Grocery wholesalers are boosting margins and market share with private-label brands.


As food manufacturers compete for position on store shelves and in refrigerated cases, and ultimately into the shopping carts of American consumers, they’re finding new and legitimate competition from an unlikely source—grocery wholesalers with their own private-label brands.

“Wholesalers have always been a large part of the private-label market,” says Dayne Twinings, a spokesman for the Private Label Manufacturers Association (PLMA) in New York, “but now, wholesalers have increased the amount of energy and attention they are giving to their private-label brands, expanding categories and the range of products available, and making more upscale products.”

In fact, just about every wholesaler in the country—both large and small—offers some proprietary private-label brands. Companies like Supervalu, with more than 6,000 private-label items under six brand names, and Nash Finch Co., Pedina, MN, with almost 3,000 SKUs under the Our Family and Value Choice labels, are quickly becoming the norm in the industry.

“Private labels are a great opportunity for us to keep our retailers as customers and for the retailers to build customers of their own,” explains Craig Espelien, general director for store brands and strategic sourcing for Minneapolis-based Supervalu.

They create such an opportunity that in America today, one of every five grocery items sold bears a private label. Sales of private-label products topped $40.5 billion last year, an all-time high.

So what’s fueling this sudden interest in private labels among wholesalers? The answer is simple: private label is a low-cost way to make easy money and improve market share as everyone tries to address competition from the Wal-Marts of the world.

“For a wholesaler, private label has a very good margin—it’s less costly to produce and the price point is not much different than the national brand,” observes Janet Hoffman, a North American retail practice consultant and managing partner at Accenture. “On average, the margin generated by private label is two to three times higher than the national brands.”

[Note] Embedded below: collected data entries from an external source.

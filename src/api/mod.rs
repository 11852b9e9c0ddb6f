//! REST control surface.
//!
//! Thin handlers over the orchestrator, device manager, persistence and
//! diagnostics modules; every error funnels through the kind-to-status
//! mapping in [`dto::ApiError`].

pub mod dto;
pub mod push;

use std::path::PathBuf;
use std::sync::Arc;

use axum::extract::{Path, Query, State, WebSocketUpgrade};
use axum::response::IntoResponse;
use axum::routing::{delete, get, post};
use axum::{Json, Router};
use parking_lot::RwLock;
use sqlx::sqlite::SqlitePool;
use tower_http::cors::CorsLayer;
use tower_http::trace::TraceLayer;
use walkdir::WalkDir;

use crate::config::Config;
use crate::db::{history, presets};
use crate::devices::DeviceManager;
use crate::error::Error;
use crate::orchestrator::{Orchestrator, PlaybackUpdate, available_sources};
use crate::outputs::Output;
use crate::outputs::cast::CastOutput;
use crate::outputs::http_stream::HttpStreamOutput;
use crate::outputs::local::LocalOutput;
use crate::source::decoder::is_supported_extension;
use crate::source::queue::RepeatMode;
use crate::source::radio::Band;
use crate::source::streaming::{SearchType, StreamingCatalog};
use crate::stats::{LogBuffer, SystemMonitor};
use crate::viz::VisualizationService;
use dto::*;

/// The configured output sinks.
pub struct OutputSet {
    pub local: Option<Arc<LocalOutput>>,
    pub http_stream: Option<Arc<HttpStreamOutput>>,
    pub cast: Option<Arc<CastOutput>>,
}

/// Shared state behind every handler.
pub struct AppState {
    pub orchestrator: Arc<Orchestrator>,
    pub devices: Arc<DeviceManager>,
    pub config: RwLock<Config>,
    pub pool: SqlitePool,
    pub monitor: Arc<SystemMonitor>,
    pub logs: Arc<LogBuffer>,
    pub viz: Arc<VisualizationService>,
    pub catalog: Option<Arc<dyn StreamingCatalog>>,
    pub outputs: OutputSet,
    pub push: Arc<push::PushHub>,
    pub library_root: PathBuf,
}

type S = State<Arc<AppState>>;

/// Build the full router.
pub fn router(state: Arc<AppState>) -> Router {
    Router::new()
        // Playback
        .route("/api/playback", get(get_playback).post(update_playback))
        .route("/api/nowplaying", get(now_playing))
        // Volume
        .route("/api/volume", get(get_volume).post(set_volume))
        .route("/api/volume/mute", post(toggle_mute))
        .route("/api/volume/balance", post(set_balance))
        // Sources
        .route("/api/sources/available", get(list_available_sources))
        .route("/api/sources/active", get(list_active_sources))
        .route("/api/sources/primary", get(get_primary_source))
        .route("/api/sources/select", post(select_source))
        // Queue
        .route("/api/queue", get(get_queue).post(add_to_queue))
        .route("/api/queue/clear", post(clear_queue))
        .route("/api/queue/move", post(move_queue_item))
        .route("/api/queue/jump", post(jump_to_index))
        .route("/api/queue/next", post(queue_next))
        .route("/api/queue/previous", post(queue_previous))
        .route("/api/queue/shuffle", post(set_shuffle))
        .route("/api/queue/repeat", post(set_repeat))
        .route("/api/queue/:index", delete(remove_from_queue))
        // Files
        .route("/api/files", get(list_files))
        .route("/api/files/play", post(play_file))
        .route("/api/files/enqueue", post(enqueue_files))
        // Radio
        .route("/api/radio", get(radio_state))
        .route("/api/radio/frequency", post(set_frequency))
        .route("/api/radio/band", post(set_band))
        .route("/api/radio/step", post(set_step))
        .route("/api/radio/scan/start", post(scan_start))
        .route("/api/radio/scan/stop", post(scan_stop))
        .route("/api/radio/equalizer", post(set_equalizer))
        .route("/api/radio/device-volume", post(set_device_volume))
        .route("/api/radio/gain", post(set_gain))
        .route("/api/radio/auto-gain", post(set_auto_gain))
        .route("/api/radio/presets", get(list_presets).post(create_preset))
        .route("/api/radio/presets/:id", delete(delete_preset))
        // Streaming
        .route("/api/streaming/search", get(streaming_search))
        .route("/api/streaming/categories", get(streaming_categories))
        .route(
            "/api/streaming/categories/:id/playlists",
            get(streaming_category_playlists),
        )
        .route("/api/streaming/playlists", get(streaming_user_playlists))
        .route("/api/streaming/playlists/:id", get(streaming_playlist_details))
        .route("/api/streaming/play", post(streaming_play))
        // Devices
        .route("/api/devices/outputs", get(list_output_devices))
        .route("/api/devices/inputs", get(list_input_devices))
        .route("/api/devices/outputs/default", get(default_output_device))
        .route("/api/devices/output", post(set_output_device))
        .route("/api/devices/refresh", post(refresh_devices))
        .route("/api/devices/usb", get(list_usb_reservations))
        .route("/api/devices/usb/check", get(check_usb_port))
        // Outputs
        .route("/api/outputs", get(outputs_status))
        // Events (overlay chimes / notifications)
        .route("/api/events", post(trigger_event))
        .route("/api/events/:id", delete(cancel_event))
        // Track identification callback (external fingerprinting service)
        .route("/api/identify", post(identify_track))
        // System
        .route("/api/system/stats", get(system_stats))
        .route("/api/system/logs", get(system_logs))
        // History
        .route("/api/history", post(record_history))
        .route("/api/history/recent", get(history_recent))
        .route("/api/history/today", get(history_today))
        .route("/api/history/range", get(history_range))
        .route("/api/history/source/:source", get(history_by_source))
        .route("/api/history/statistics", get(history_statistics))
        .route("/api/history/:id", delete(delete_history))
        // Configuration
        .route("/api/config", get(get_config).put(update_config))
        .route("/api/config/audio", get(get_audio_config))
        .route("/api/config/visualizer", get(get_visualizer_config))
        .route("/api/config/output", get(get_output_config))
        // Visualization pull endpoints
        .route("/api/visualization/spectrum", get(viz_spectrum))
        .route("/api/visualization/levels", get(viz_levels))
        .route("/api/visualization/waveform", get(viz_waveform))
        // Push hub
        .route("/ws", get(ws_upgrade))
        .layer(TraceLayer::new_for_http())
        .layer(CorsLayer::permissive())
        .with_state(state)
}

// ---- playback ----

async fn get_playback(State(state): S) -> impl IntoResponse {
    Json(state.orchestrator.playback_state())
}

async fn update_playback(
    State(state): S,
    Json(update): Json<PlaybackUpdate>,
) -> ApiResult<impl IntoResponse> {
    Ok(Json(state.orchestrator.update_playback(&update)?))
}

async fn now_playing(State(state): S) -> impl IntoResponse {
    Json(state.orchestrator.now_playing())
}

// ---- volume ----

fn volume_dto(state: &AppState) -> VolumeDto {
    let shared = state.orchestrator.mixer().shared();
    VolumeDto {
        volume: shared.master_volume.get(),
        is_muted: shared.muted(),
        balance: shared.master_balance.get(),
    }
}

async fn get_volume(State(state): S) -> impl IntoResponse {
    Json(volume_dto(&state))
}

async fn set_volume(
    State(state): S,
    Json(request): Json<SetVolumeRequest>,
) -> ApiResult<impl IntoResponse> {
    if !(0.0..=1.0).contains(&request.volume) {
        return Err(Error::invalid_argument("volume must be in [0,1]").into());
    }
    state.orchestrator.mixer().shared().master_volume.set(request.volume);
    Ok(Json(volume_dto(&state)))
}

async fn toggle_mute(State(state): S) -> impl IntoResponse {
    let shared = state.orchestrator.mixer().shared();
    shared.set_muted(!shared.muted());
    Json(volume_dto(&state))
}

async fn set_balance(
    State(state): S,
    Json(request): Json<SetBalanceRequest>,
) -> ApiResult<impl IntoResponse> {
    if !(-1.0..=1.0).contains(&request.balance) {
        return Err(Error::invalid_argument("balance must be in [-1,1]").into());
    }
    state.orchestrator.mixer().shared().master_balance.set(request.balance);
    Ok(Json(volume_dto(&state)))
}

// ---- sources ----

async fn list_available_sources() -> impl IntoResponse {
    Json(available_sources())
}

async fn list_active_sources(State(state): S) -> impl IntoResponse {
    let sources: Vec<AudioSourceDto> = state
        .orchestrator
        .active_sources()
        .iter()
        .map(|s| AudioSourceDto::from_source(s.as_ref()))
        .collect();
    Json(sources)
}

async fn get_primary_source(State(state): S) -> ApiResult<impl IntoResponse> {
    let primary = state.orchestrator.require_primary()?;
    Ok(Json(AudioSourceDto::from_source(primary.as_ref())))
}

async fn select_source(
    State(state): S,
    Json(request): Json<SelectSourceRequest>,
) -> ApiResult<impl IntoResponse> {
    let source = state
        .orchestrator
        .select_source(&request.source_type, &request.config)?;
    Ok(Json(AudioSourceDto::from_source(source.as_ref())))
}

// ---- queue ----

async fn get_queue(State(state): S) -> ApiResult<impl IntoResponse> {
    let items: Vec<QueueItemDto> = state
        .orchestrator
        .queue()?
        .into_iter()
        .map(Into::into)
        .collect();
    Ok(Json(items))
}

async fn add_to_queue(
    State(state): S,
    Json(request): Json<AddToQueueRequest>,
) -> ApiResult<impl IntoResponse> {
    let item = state
        .orchestrator
        .add_to_queue(&request.identifier, request.position)?;
    Ok(Json(QueueItemDto::from(item)))
}

async fn remove_from_queue(State(state): S, Path(index): Path<usize>) -> ApiResult<impl IntoResponse> {
    state.orchestrator.remove_from_queue(index)?;
    Ok(Json(serde_json::json!({"removed": index})))
}

async fn clear_queue(State(state): S) -> ApiResult<impl IntoResponse> {
    state.orchestrator.clear_queue()?;
    Ok(Json(serde_json::json!({"cleared": true})))
}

Dan Mazur, senior vice president of center store program management at Topco, Skokie, IL, reports the 5,500 private-label items in his company’s stable of 17 brands generally cost 30 percent to 60 percent less to produce, offer 15 percent to 20 percent difference in cost to the consumer and 10 percent to 15 percent more cost reductions and margin enhancements for retailers. “For us, the costs for procurement of private labels are a lot cheaper and we are able to pass those savings on to the retailer, who then passes it on to the consumer,” he says.

Greater Profit Potential
For wholesalers, the motives behind creating and carrying private-label brands are often self-serving. “If we can build an emotional connection to our brands among the consumers, we create more loyalty [from the retailers] to keep Supervalu as a supplier,” says Espelien.

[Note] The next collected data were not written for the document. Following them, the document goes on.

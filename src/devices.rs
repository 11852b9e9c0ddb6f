//! Audio device enumeration and USB port arbitration.
//!
//! The [`DeviceManager`] wraps cpal's host: it enumerates inputs and
//! outputs, tracks the active output selection and owns the process-wide
//! [`UsbReservationTable`]. The table is the single authority for USB
//! ownership: a USB-bound source reserves its port during initialize and
//! the reservation is released on dispose, so two sources can never open
//! the same capture port.

use std::collections::HashMap;

use cpal::traits::{DeviceTrait, HostTrait};
use parking_lot::{Mutex, RwLock};

use crate::error::{Error, Result};

/// A reservation table entry owner is a source id.
type OwnerId = String;

/// Linearizable map from USB port path to owning source.
///
/// All access goes through one mutex, so `reserve`, `release` and
/// `is_in_use` observe a single total order: of two concurrent
/// reservations for the same path exactly one succeeds.
#[derive(Debug, Default)]
pub struct UsbReservationTable {
    ports: Mutex<HashMap<String, OwnerId>>,
}

impl UsbReservationTable {
    pub fn new() -> Self {
        Self::default()
    }

    /// Reserve `port_path` for `owner_id`.
    ///
    /// Re-reserving a port you already hold is a no-op; a port held by
    /// anyone else fails with `Conflict`.
    pub fn reserve(&self, port_path: &str, owner_id: &str) -> Result<()> {
        if port_path.is_empty() {
            return Err(Error::invalid_argument("port path must be non-empty"));
        }
        let mut ports = self.ports.lock();
        match ports.get(port_path) {
            Some(owner) if owner == owner_id => Ok(()),
            Some(owner) => Err(Error::conflict(format!(
                "port {port_path} is reserved by {owner}"
            ))),
            None => {
                ports.insert(port_path.to_string(), owner_id.to_string());
                tracing::debug!(port = port_path, owner = owner_id, "usb port reserved");
                Ok(())
            }
        }
    }

    /// Release a port. No-op when the port is not held.
    pub fn release(&self, port_path: &str) {
        if self.ports.lock().remove(port_path).is_some() {
            tracing::debug!(port = port_path, "usb port released");
        }
    }

    /// Release every port held by `owner_id` (source disposal).
    pub fn release_owned_by(&self, owner_id: &str) {
        self.ports.lock().retain(|_, owner| owner != owner_id);
    }

    pub fn is_in_use(&self, port_path: &str) -> bool {
        self.ports.lock().contains_key(port_path)
    }

    pub fn owner(&self, port_path: &str) -> Option<OwnerId> {
        self.ports.lock().get(port_path).cloned()
    }

    /// Snapshot of all reservations (port -> owner).
    pub fn snapshot(&self) -> Vec<(String, OwnerId)> {
        let mut entries: Vec<_> = self
            .ports
            .lock()
            .iter()
            .map(|(port, owner)| (port.clone(), owner.clone()))
            .collect();
        entries.sort();
        entries
    }
}

/// Direction of a device.
#[derive(Debug, Clone, Copy, PartialEq, Eq, serde::Serialize)]
pub enum DeviceDirection {
    Input,
    Output,
}

/// An enumerated audio device.
#[derive(Debug, Clone, serde::Serialize)]
pub struct DeviceInfo {
    /// Stable id (host device name; unique per host)
    pub id: String,
    pub name: String,
    pub direction: DeviceDirection,
    pub is_default: bool,
    pub max_channels: u16,
    pub sample_rates: Vec<u32>,
    pub is_usb: bool,
    /// Synthesized port path for USB devices, used by the reservation table
    pub usb_port_path: Option<String>,
}

/// Enumerates devices and holds the active output selection.
pub struct DeviceManager {
    outputs: RwLock<Vec<DeviceInfo>>,
    inputs: RwLock<Vec<DeviceInfo>>,
    active_output: RwLock<Option<DeviceInfo>>,
    /// Bumped on every output change; the local output polls it to
    /// rebuild its stream at a one-frame boundary
    output_generation: std::sync::atomic::AtomicU64,
    reservations: UsbReservationTable,
}

impl DeviceManager {
    /// Create a manager and run an initial enumeration.
    pub fn new() -> Self {
        let manager = Self {
            outputs: RwLock::new(Vec::new()),
            inputs: RwLock::new(Vec::new()),
            active_output: RwLock::new(None),
            output_generation: std::sync::atomic::AtomicU64::new(0),
            reservations: UsbReservationTable::new(),
        };
        manager.refresh();
        manager
    }

    /// Re-enumerate all devices. Enumeration failures leave the previous
    /// lists in place and log.
    pub fn refresh(&self) {
        let host = cpal::default_host();

        let default_output_name = host
            .default_output_device()
            .and_then(|d| d.name().ok());
        match host.output_devices() {
            Ok(devices) => {
                let list: Vec<DeviceInfo> = devices
                    .filter_map(|d| {
                        describe_output(&d, default_output_name.as_deref())
                    })
                    .collect();
                tracing::info!("Enumerated {} output devices", list.len());
                *self.outputs.write() = list;
            }
            Err(e) => tracing::warn!("Output enumeration failed: {e}"),
        }

        let default_input_name = host
            .default_input_device()
            .and_then(|d| d.name().ok());
        match host.input_devices() {
            Ok(devices) => {
                let list: Vec<DeviceInfo> = devices
                    .filter_map(|d| describe_input(&d, default_input_name.as_deref()))
                    .collect();
                tracing::info!("Enumerated {} input devices", list.len());
                *self.inputs.write() = list;
            }
            Err(e) => tracing::warn!("Input enumeration failed: {e}"),
        }
    }

    pub fn list_outputs(&self) -> Vec<DeviceInfo> {
        self.outputs.read().clone()
    }

    pub fn list_inputs(&self) -> Vec<DeviceInfo> {
        self.inputs.read().clone()
    }

    pub fn default_output(&self) -> Option<DeviceInfo> {
        self.outputs.read().iter().find(|d| d.is_default).cloned()
    }

    /// Select the active output device by id.
    ///
    /// The swap itself is atomic; the local output picks it up at its
    /// next stream rebuild, which re-primes within one frame.
    pub fn set_output(&self, device_id: &str) -> Result<DeviceInfo> {
        if device_id.trim().is_empty() {
            return Err(Error::invalid_argument("device id must be non-empty"));
        }
        let device = self
            .outputs
            .read()
            .iter()
            .find(|d| d.id == device_id)
            .cloned()
            .ok_or_else(|| Error::not_found(format!("output device {device_id}")))?;
        *self.active_output.write() = Some(device.clone());
        self.output_generation
            .fetch_add(1, std::sync::atomic::Ordering::Release);
        tracing::info!(device = %device.name, "active output changed");
        Ok(device)
    }

    pub fn active_output(&self) -> Option<DeviceInfo> {
        self.active_output.read().clone()
    }

    /// Monotonic counter bumped on every `set_output`.
    pub fn output_generation(&self) -> u64 {
        self.output_generation
            .load(std::sync::atomic::Ordering::Acquire)
    }

    /// Find the cpal capture device matching a reserved USB port path.
    pub fn find_input_by_port(&self, port_path: &str) -> Option<DeviceInfo> {
        self.inputs
            .read()
            .iter()
            .find(|d| d.usb_port_path.as_deref() == Some(port_path))
            .cloned()
    }

    pub fn reservations(&self) -> &UsbReservationTable {
        &self.reservations
    }
}

impl Default for DeviceManager {
    fn default() -> Self {
        Self::new()
    }
}

fn describe_output(device: &cpal::Device, default_name: Option<&str>) -> Option<DeviceInfo> {
    let name = device.name().ok()?;
    let mut max_channels = 0u16;
    let mut sample_rates = Vec::new();
    if let Ok(configs) = device.supported_output_configs() {
        for config in configs {
            max_channels = max_channels.max(config.channels());
            push_unique(&mut sample_rates, config.min_sample_rate().0);
            push_unique(&mut sample_rates, config.max_sample_rate().0);
        }
    }
    Some(describe(name, DeviceDirection::Output, default_name, max_channels, sample_rates))
}

fn describe_input(device: &cpal::Device, default_name: Option<&str>) -> Option<DeviceInfo> {
    let name = device.name().ok()?;
    let mut max_channels = 0u16;
    let mut sample_rates = Vec::new();
    if let Ok(configs) = device.supported_input_configs() {
        for config in configs {
            max_channels = max_channels.max(config.channels());
            push_unique(&mut sample_rates, config.min_sample_rate().0);
            push_unique(&mut sample_rates, config.max_sample_rate().0);
        }
    }
    Some(describe(name, DeviceDirection::Input, default_name, max_channels, sample_rates))
}

fn describe(
    name: String,
    direction: DeviceDirection,
    default_name: Option<&str>,
    max_channels: u16,
    mut sample_rates: Vec<u32>,
) -> DeviceInfo {
    sample_rates.sort_unstable();
    let is_usb = looks_like_usb(&name);
    DeviceInfo {
        id: name.clone(),
        is_default: default_name == Some(name.as_str()),
        usb_port_path: is_usb.then(|| usb_port_path_for(&name)),
        name,
        direction,
        max_channels,
        sample_rates,
        is_usb,
    }
}

fn push_unique(rates: &mut Vec<u32>, rate: u32) {
    if !rates.contains(&rate) {
        rates.push(rate);
    }
}

/// Heuristic: hosts expose USB interfaces with "USB" in the device name.
fn looks_like_usb(name: &str) -> bool {
    name.to_ascii_uppercase().contains("USB")
}

/// Stable synthesized port path for a USB device name.
fn usb_port_path_for(name: &str) -> String {
    let slug: String = name
        .chars()
        .map(|c| if c.is_ascii_alphanumeric() { c.to_ascii_lowercase() } else { '-' })
        .collect();
    format!("usb:{slug}")
}

#[cfg(test)]
mod tests {
    use super::*;
    use crate::error::ErrorKind;
    use std::sync::Arc;

    #[test]
    fn test_reserve_release_cycle() {
        let table = UsbReservationTable::new();
        assert!(!table.is_in_use("/dev/ttyUSB0"));

        table.reserve("/dev/ttyUSB0", "S1").unwrap();
        assert!(table.is_in_use("/dev/ttyUSB0"));

        let err = table.reserve("/dev/ttyUSB0", "S2").unwrap_err();
        assert_eq!(err.kind(), ErrorKind::Conflict);

        table.release("/dev/ttyUSB0");
        assert!(!table.is_in_use("/dev/ttyUSB0"));
        table.reserve("/dev/ttyUSB0", "S2").unwrap();
    }

    #[test]
    fn test_reserve_is_idempotent_per_owner() {
        let table = UsbReservationTable::new();
        table.reserve("usb:deck", "S1").unwrap();
        table.reserve("usb:deck", "S1").unwrap();
        assert_eq!(table.owner("usb:deck").as_deref(), Some("S1"));
    }

    #[test]
    fn test_release_unheld_is_noop() {
        let table = UsbReservationTable::new();
        table.release("usb:ghost");
        assert!(!table.is_in_use("usb:ghost"));
    }

    #[test]
    fn test_release_owned_by() {
        let table = UsbReservationTable::new();
        table.reserve("usb:a", "S1").unwrap();
        table.reserve("usb:b", "S1").unwrap();
        table.reserve("usb:c", "S2").unwrap();
        table.release_owned_by("S1");
        assert!(!table.is_in_use("usb:a"));
        assert!(!table.is_in_use("usb:b"));
        assert!(table.is_in_use("usb:c"));
    }

    #[test]
    fn test_concurrent_reservation_single_winner() {
        let table = Arc::new(UsbReservationTable::new());
        let mut handles = Vec::new();
        for i in 0..8 {
            let table = Arc::clone(&table);
            handles.push(std::thread::spawn(move || {
                table.reserve("/dev/ttyUSB0", &format!("S{i}")).is_ok()
            }));
        }
        let successes = handles
            .into_iter()
            .map(|h| h.join().unwrap())
            .filter(|&b| b)
            .count();
        assert_eq!(successes, 1);
        assert!(table.is_in_use("/dev/ttyUSB0"));
    }

    #[test]
    fn test_usb_heuristics() {
        assert!(looks_like_usb("USB Audio CODEC"));
        assert!(!looks_like_usb("Built-in Output"));
        assert_eq!(usb_port_path_for("USB Audio CODEC"), "usb:usb-audio-codec");
    }
}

Jeff Poore, senior vice president of Nash Finch, agrees. “Private-label makes our customers more competitive and gives them greater stability, which drives more business and sales for us,” he says.

Private label is also a huge opportunity to capture sales of some product categories that are not being served by the large manufacturers. Supervalu has built an entire branding portfolio around just those product categories, and has turned them into a huge profit center.

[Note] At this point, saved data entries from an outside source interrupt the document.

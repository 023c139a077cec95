//! # Rekha: Vector Scene to Occupancy Grid Exporter
//!
//! Turns a drawn 2D scene (circles, rectangles, polygons, triangles) into
//! the three files a ROS-style navigation stack loads:
//!
//! - `{name}.pgm`: 8-bit grayscale occupancy image
//! - `{name}.yaml`: map_server metadata (resolution, origin, thresholds)
//! - `{name}_planner.npy`: 0/1 obstacle array for path planners
//!
//! ## Quick Start
//!
//! ```rust,no_run
//! use rekha::{ExportConfig, MapExport, MapInfo, MapObject, ObjectType, Shape};
//! use rekha::core::WorldPoint;
//! use rekha::io::DirectorySink;
//!
//! let info = MapInfo::new("office", 10.0, 8.0, 0.05);
//! let objects = vec![MapObject::new(
//!     "desk",
//!     ObjectType::Obstacle,
//!     Shape::rectangle(WorldPoint::new(2.0, 2.0), 1.6, 0.8, 0.0),
//! )];
//!
//! let export = MapExport::build(&info, &objects, &ExportConfig::default())?;
//! let mut sink = DirectorySink::create("./output")?;
//! export.deliver(&mut sink)?;
//! # Ok::<(), rekha::ExportError>(())
//! ```
//!
//! ## Coordinate Frame
//!
//! - World: meters, Y-up, `origin` is the bottom-left corner of the map
//! - Grid: cell `(0, 0)` is bottom-left, index `y * width + x`
//! - PGM: row 0 is the top of the image, so rows are written in reverse
//! - NPY: same orientation as the grid (no flip)
//!
//! ## Cell Values
//!
//! | Value | Meaning  |
//! |-------|----------|
//! | 0     | occupied |
//! | 205   | unknown  |
//! | 254   | free     |
//!
//! ## Data Flow
//!
//! ```text
//!          ┌──────────────────────┐
//!          │    SceneDocument     │
//!          │ (MapInfo + objects)  │
//!          └──────────┬───────────┘
//!                     │ rasterize()
//!                     ▼
//!          ┌──────────────────────┐
//!          │    OccupancyGrid     │
//!          │  (row-major u8 cells)│
//!          └──────────┬───────────┘
//!                     │
//!        ┌────────────┼────────────┐
//!        ▼            ▼            ▼
//!   encode_pgm  encode_ros_yaml  encode_planner_npy
//!        └────────────┼────────────┘
//!                     ▼
//!              ArtifactSink
//! ```

pub mod config;
pub mod core;
pub mod error;
pub mod grid;
pub mod io;
pub mod scene;

pub use config::ExportConfig;
pub use error::{ConfigLoadError, DecodeError, EncodeError, ExportError, ValidationError};
pub use grid::{OccupancyGrid, RasterStats, rasterize, rasterize_with_stats};
pub use io::{ArtifactSink, MapExport};
pub use scene::{MapInfo, MapObject, ObjectType, SceneDocument, Shape};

“We created a concept called signature brands, making category-specific brands to fill a specific niche, and then brought them to a level that the store brands could never do,” says Espelien.

Particularly successful for Supervalu has been its signature Carlita brand that appeals directly to Hispanic consumers. Its other brand names include NutriPlan for pet products, Super Chill for beverages, Super Crunch for snacks, Daily Source for vitamins, Healthy Generations for health and beauty items and Stone Ridge Creamery for ice cream and dairy.